### [The data]
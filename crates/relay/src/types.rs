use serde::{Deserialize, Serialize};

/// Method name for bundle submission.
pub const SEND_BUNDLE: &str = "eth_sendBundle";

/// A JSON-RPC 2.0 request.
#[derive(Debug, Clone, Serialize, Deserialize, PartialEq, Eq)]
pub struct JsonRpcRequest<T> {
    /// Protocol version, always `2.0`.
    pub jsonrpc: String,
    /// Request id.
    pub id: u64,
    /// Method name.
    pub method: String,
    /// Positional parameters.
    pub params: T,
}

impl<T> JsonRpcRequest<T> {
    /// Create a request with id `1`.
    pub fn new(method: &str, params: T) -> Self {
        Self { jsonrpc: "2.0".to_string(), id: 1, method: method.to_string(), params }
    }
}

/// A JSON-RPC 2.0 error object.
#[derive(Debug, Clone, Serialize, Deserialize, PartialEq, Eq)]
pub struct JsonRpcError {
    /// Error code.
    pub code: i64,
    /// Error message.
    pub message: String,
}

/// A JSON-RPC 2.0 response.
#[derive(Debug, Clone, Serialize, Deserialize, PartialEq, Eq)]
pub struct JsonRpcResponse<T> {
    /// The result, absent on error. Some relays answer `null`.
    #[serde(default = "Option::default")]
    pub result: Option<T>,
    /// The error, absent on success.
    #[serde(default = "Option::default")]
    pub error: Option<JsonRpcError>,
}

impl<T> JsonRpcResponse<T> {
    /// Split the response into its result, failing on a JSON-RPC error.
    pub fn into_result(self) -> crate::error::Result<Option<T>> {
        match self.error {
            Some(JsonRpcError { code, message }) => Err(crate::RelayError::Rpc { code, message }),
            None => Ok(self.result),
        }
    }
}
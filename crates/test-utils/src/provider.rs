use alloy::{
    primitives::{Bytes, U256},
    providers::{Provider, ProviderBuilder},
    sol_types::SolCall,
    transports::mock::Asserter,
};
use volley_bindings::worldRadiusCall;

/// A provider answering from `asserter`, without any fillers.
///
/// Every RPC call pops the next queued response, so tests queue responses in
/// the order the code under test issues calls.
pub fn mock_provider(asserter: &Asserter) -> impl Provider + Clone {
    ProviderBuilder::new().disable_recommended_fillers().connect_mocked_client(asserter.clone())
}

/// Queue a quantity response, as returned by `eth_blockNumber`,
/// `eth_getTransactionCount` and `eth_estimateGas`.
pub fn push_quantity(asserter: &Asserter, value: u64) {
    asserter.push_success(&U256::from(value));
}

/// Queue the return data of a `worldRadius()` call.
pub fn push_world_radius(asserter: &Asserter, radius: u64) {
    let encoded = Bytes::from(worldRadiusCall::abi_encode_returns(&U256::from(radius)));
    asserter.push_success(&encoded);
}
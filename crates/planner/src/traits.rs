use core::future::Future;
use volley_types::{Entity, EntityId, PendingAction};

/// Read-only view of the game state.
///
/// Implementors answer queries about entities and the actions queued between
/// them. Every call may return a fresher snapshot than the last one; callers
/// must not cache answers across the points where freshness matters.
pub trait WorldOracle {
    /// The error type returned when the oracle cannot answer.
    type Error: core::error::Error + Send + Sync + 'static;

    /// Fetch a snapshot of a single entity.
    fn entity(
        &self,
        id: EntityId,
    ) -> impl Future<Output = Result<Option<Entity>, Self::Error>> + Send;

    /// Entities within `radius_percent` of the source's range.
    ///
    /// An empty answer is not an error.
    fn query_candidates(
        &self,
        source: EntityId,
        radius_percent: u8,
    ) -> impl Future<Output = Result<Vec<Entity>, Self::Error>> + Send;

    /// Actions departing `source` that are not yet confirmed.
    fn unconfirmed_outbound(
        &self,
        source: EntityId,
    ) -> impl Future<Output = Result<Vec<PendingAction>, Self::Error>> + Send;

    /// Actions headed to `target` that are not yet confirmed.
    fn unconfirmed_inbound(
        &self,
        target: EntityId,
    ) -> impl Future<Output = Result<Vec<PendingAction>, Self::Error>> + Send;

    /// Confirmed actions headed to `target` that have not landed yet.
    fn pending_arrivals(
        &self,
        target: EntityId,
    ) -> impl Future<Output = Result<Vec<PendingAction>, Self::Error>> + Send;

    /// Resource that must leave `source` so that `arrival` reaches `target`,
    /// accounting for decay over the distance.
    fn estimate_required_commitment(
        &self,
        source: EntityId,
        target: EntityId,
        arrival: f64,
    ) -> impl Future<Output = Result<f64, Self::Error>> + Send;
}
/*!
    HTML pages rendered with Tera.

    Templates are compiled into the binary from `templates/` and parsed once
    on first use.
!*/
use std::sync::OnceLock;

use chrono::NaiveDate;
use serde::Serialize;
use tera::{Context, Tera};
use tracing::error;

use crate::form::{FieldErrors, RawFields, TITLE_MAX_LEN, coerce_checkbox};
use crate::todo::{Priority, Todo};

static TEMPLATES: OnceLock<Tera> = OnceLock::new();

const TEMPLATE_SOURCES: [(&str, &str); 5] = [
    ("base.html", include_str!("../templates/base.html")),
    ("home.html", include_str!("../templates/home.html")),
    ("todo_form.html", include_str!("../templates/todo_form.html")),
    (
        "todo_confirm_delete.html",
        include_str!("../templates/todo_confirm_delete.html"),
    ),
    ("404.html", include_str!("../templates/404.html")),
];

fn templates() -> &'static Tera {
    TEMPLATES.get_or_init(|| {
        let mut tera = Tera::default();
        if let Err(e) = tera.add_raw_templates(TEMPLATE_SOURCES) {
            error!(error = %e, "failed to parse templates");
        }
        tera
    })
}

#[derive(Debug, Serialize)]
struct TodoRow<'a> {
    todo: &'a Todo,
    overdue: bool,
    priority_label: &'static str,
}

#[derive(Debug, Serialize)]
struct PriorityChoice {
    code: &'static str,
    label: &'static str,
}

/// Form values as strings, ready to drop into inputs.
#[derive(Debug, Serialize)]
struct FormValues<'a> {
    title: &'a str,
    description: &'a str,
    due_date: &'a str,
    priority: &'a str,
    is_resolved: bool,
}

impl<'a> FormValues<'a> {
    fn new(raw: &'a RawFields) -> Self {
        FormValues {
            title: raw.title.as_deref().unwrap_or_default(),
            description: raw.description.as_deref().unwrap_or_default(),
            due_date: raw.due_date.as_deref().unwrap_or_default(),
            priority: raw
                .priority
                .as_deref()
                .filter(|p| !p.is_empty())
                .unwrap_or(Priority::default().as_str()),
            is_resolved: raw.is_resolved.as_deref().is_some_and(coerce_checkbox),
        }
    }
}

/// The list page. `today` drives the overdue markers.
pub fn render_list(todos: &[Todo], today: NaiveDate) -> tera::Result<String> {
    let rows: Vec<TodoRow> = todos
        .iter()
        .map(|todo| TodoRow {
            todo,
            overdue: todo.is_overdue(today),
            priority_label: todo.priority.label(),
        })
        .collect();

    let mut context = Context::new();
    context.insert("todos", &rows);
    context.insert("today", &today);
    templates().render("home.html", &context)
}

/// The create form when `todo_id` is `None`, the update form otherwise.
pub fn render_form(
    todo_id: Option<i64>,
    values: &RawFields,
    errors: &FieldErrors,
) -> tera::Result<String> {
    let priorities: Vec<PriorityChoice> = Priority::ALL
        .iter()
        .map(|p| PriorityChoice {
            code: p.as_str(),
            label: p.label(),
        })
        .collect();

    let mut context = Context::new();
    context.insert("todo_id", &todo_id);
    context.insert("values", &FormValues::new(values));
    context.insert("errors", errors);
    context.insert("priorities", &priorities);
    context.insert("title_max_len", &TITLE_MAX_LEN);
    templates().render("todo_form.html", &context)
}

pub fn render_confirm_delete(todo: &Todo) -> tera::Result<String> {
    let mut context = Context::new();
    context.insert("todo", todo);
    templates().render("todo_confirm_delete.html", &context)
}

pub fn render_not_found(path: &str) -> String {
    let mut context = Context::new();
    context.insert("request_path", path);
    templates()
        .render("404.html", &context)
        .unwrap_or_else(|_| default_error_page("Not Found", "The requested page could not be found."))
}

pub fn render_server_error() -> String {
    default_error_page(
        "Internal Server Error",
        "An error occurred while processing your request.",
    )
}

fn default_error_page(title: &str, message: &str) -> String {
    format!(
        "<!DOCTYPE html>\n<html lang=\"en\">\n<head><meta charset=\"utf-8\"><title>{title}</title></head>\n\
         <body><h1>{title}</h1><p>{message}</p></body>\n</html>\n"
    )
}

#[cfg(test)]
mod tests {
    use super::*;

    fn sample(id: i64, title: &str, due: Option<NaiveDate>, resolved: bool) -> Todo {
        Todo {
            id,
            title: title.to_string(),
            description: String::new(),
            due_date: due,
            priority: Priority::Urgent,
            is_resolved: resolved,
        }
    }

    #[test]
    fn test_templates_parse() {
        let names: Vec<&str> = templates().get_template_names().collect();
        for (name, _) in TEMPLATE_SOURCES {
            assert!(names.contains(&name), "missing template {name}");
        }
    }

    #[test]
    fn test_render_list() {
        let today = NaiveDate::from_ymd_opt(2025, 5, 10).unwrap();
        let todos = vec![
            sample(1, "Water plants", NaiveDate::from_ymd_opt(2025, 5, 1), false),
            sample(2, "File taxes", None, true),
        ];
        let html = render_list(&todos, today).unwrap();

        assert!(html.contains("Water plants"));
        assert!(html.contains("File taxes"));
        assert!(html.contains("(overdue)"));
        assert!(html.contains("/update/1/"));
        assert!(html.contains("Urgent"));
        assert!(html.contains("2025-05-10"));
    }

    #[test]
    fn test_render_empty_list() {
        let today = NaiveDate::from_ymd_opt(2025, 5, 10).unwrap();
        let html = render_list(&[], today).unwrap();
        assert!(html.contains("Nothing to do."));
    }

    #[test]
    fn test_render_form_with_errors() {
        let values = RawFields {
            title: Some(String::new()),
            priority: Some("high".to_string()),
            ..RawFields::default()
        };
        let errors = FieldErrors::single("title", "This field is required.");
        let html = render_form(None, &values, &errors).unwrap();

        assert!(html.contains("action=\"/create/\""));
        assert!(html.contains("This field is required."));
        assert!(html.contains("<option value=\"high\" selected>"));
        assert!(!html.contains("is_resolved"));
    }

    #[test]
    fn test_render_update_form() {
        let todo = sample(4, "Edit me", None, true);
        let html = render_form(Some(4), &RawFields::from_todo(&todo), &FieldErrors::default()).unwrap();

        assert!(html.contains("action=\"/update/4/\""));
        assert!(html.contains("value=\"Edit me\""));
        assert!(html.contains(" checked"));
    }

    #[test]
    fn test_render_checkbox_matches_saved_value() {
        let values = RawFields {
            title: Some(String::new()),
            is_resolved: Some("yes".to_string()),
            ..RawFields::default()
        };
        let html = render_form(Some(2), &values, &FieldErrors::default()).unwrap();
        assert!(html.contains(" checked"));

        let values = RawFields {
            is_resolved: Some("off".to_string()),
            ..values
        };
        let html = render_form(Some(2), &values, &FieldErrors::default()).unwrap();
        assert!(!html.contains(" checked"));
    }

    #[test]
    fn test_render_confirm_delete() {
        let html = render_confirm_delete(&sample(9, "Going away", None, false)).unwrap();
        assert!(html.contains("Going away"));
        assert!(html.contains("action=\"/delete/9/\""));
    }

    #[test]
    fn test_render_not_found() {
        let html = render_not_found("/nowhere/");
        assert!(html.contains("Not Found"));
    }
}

### [Work to be completed]
Look through the records and gather every line containing "taxes".

### [Solution]
            sample(2, "File taxes", None, true),
        assert!(html.contains("File taxes"));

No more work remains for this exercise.